The response to stress leads to mental and physical changes that improve the ability of the organism to achieve homeostasis and increases its chance for survival. It has been postulated that dysregulation in the stress system leads to various disease states such as depression, anorexia nervosa and autoimmune disease. Corticotropin-releasing factor (CRF) is the central mediator of the stress response. Patients with clinical depression display sustained activation of the hypothalamic- pituitary-adrenal (HPA) axis that may be due to hyper-CRF secretion and such patients are considered to be subject to chronic stress.
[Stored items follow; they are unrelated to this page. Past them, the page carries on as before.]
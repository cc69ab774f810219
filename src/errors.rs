use axum::{
    http::StatusCode,
    response::{IntoResponse, Response},
    Json,
};
use sea_orm::TransactionError;
use serde::{Deserialize, Serialize};
use serde_json::json;
use utoipa::ToSchema;

/// Error body returned to HTTP callers.
#[derive(Debug, Serialize, Deserialize, ToSchema)]
#[schema(example = json!({
    "error": "Not Found",
    "message": "Tracking item 42 not found",
    "timestamp": "2025-03-14T10:30:00.000Z"
}))]
pub struct ErrorResponse {
    /// HTTP status category (e.g., "Not Found", "Conflict")
    #[schema(example = "Not Found")]
    pub error: String,
    /// Human-readable error description
    #[schema(example = "Tracking item 42 not found")]
    pub message: String,
    /// ISO 8601 timestamp when the error occurred
    #[schema(example = "2025-03-14T10:30:00.000Z")]
    pub timestamp: String,
}

#[derive(Debug, thiserror::Error)]
pub enum ServiceError {
    #[error("Database error: {0}")]
    DatabaseError(#[from] sea_orm::error::DbErr),

    #[error("Tracking item {0} not found")]
    TrackingItemNotFound(i64),

    #[error("Customer {0} not found")]
    CustomerNotFound(i64),

    #[error("Tracking number '{0}' is already in use")]
    DuplicateTrackingNumber(String),

    #[error("Not found: {0}")]
    NotFound(String),

    #[error("Validation error: {0}")]
    ValidationError(String),

    #[error("Unauthorized: {0}")]
    Unauthorized(String),

    #[error("Forbidden: {0}")]
    Forbidden(String),

    #[error("Internal server error")]
    InternalServerError,
}

impl From<validator::ValidationErrors> for ServiceError {
    fn from(err: validator::ValidationErrors) -> Self {
        ServiceError::ValidationError(err.to_string())
    }
}

/// Unwrap transactional failures back into the domain error that aborted the
/// transaction; connection-level failures stay database errors.
impl From<TransactionError<ServiceError>> for ServiceError {
    fn from(err: TransactionError<ServiceError>) -> Self {
        match err {
            TransactionError::Connection(db_err) => ServiceError::DatabaseError(db_err),
            TransactionError::Transaction(service_err) => service_err,
        }
    }
}

impl ServiceError {
    /// Returns the HTTP status code for this error.
    /// This is the single source of truth for error-to-status mapping.
    pub fn status_code(&self) -> StatusCode {
        match self {
            Self::DatabaseError(_) | Self::InternalServerError => {
                StatusCode::INTERNAL_SERVER_ERROR
            }
            Self::TrackingItemNotFound(_) | Self::CustomerNotFound(_) | Self::NotFound(_) => {
                StatusCode::NOT_FOUND
            }
            Self::DuplicateTrackingNumber(_) => StatusCode::CONFLICT,
            Self::ValidationError(_) => StatusCode::BAD_REQUEST,
            Self::Unauthorized(_) => StatusCode::UNAUTHORIZED,
            Self::Forbidden(_) => StatusCode::FORBIDDEN,
        }
    }

    /// Returns the error message suitable for HTTP responses. Storage errors
    /// are the one "unexpected" category: logged with full detail server-side
    /// while the caller gets a generic message.
    pub fn response_message(&self) -> String {
        match self {
            Self::DatabaseError(_) => "Database error".to_string(),
            Self::InternalServerError => "Internal server error".to_string(),
            _ => self.to_string(),
        }
    }
}

impl IntoResponse for ServiceError {
    fn into_response(self) -> Response {
        if let Self::DatabaseError(ref db_err) = self {
            tracing::error!(error = %db_err, "storage failure");
        }

        let status = self.status_code();
        let err = ErrorResponse {
            error: status.canonical_reason().unwrap_or("Error").to_string(),
            message: self.response_message(),
            timestamp: chrono::Utc::now().to_rfc3339(),
        };

        (status, Json(err)).into_response()
    }
}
CRF has recently been shown to participate in a stress-responsive circuit between the brain and immune system. Altered regulation of central CRF and changes in the HPA axis occur in chronic inflammatory disease and infection. Cytokines from cells of the immune system cause HPA activation and have been shown to transmit information from the immune system to the nervous system. I will test the hypothesis that chronic overproduction of CRF in the central nervous system causes impaired immune function. I have developed a transgenic mouse model of chronic hyper-CRF expression 91-4). This model will be used to examine immune and nervous system interactions. This mutant mouse strain overproduces CRF in the brain and has altered HPA and behavioral parameters that parallel the stress response. Thus this animal provides a unique and powerful model for investigating the effects of prolonged CRF exposure and HPA activation.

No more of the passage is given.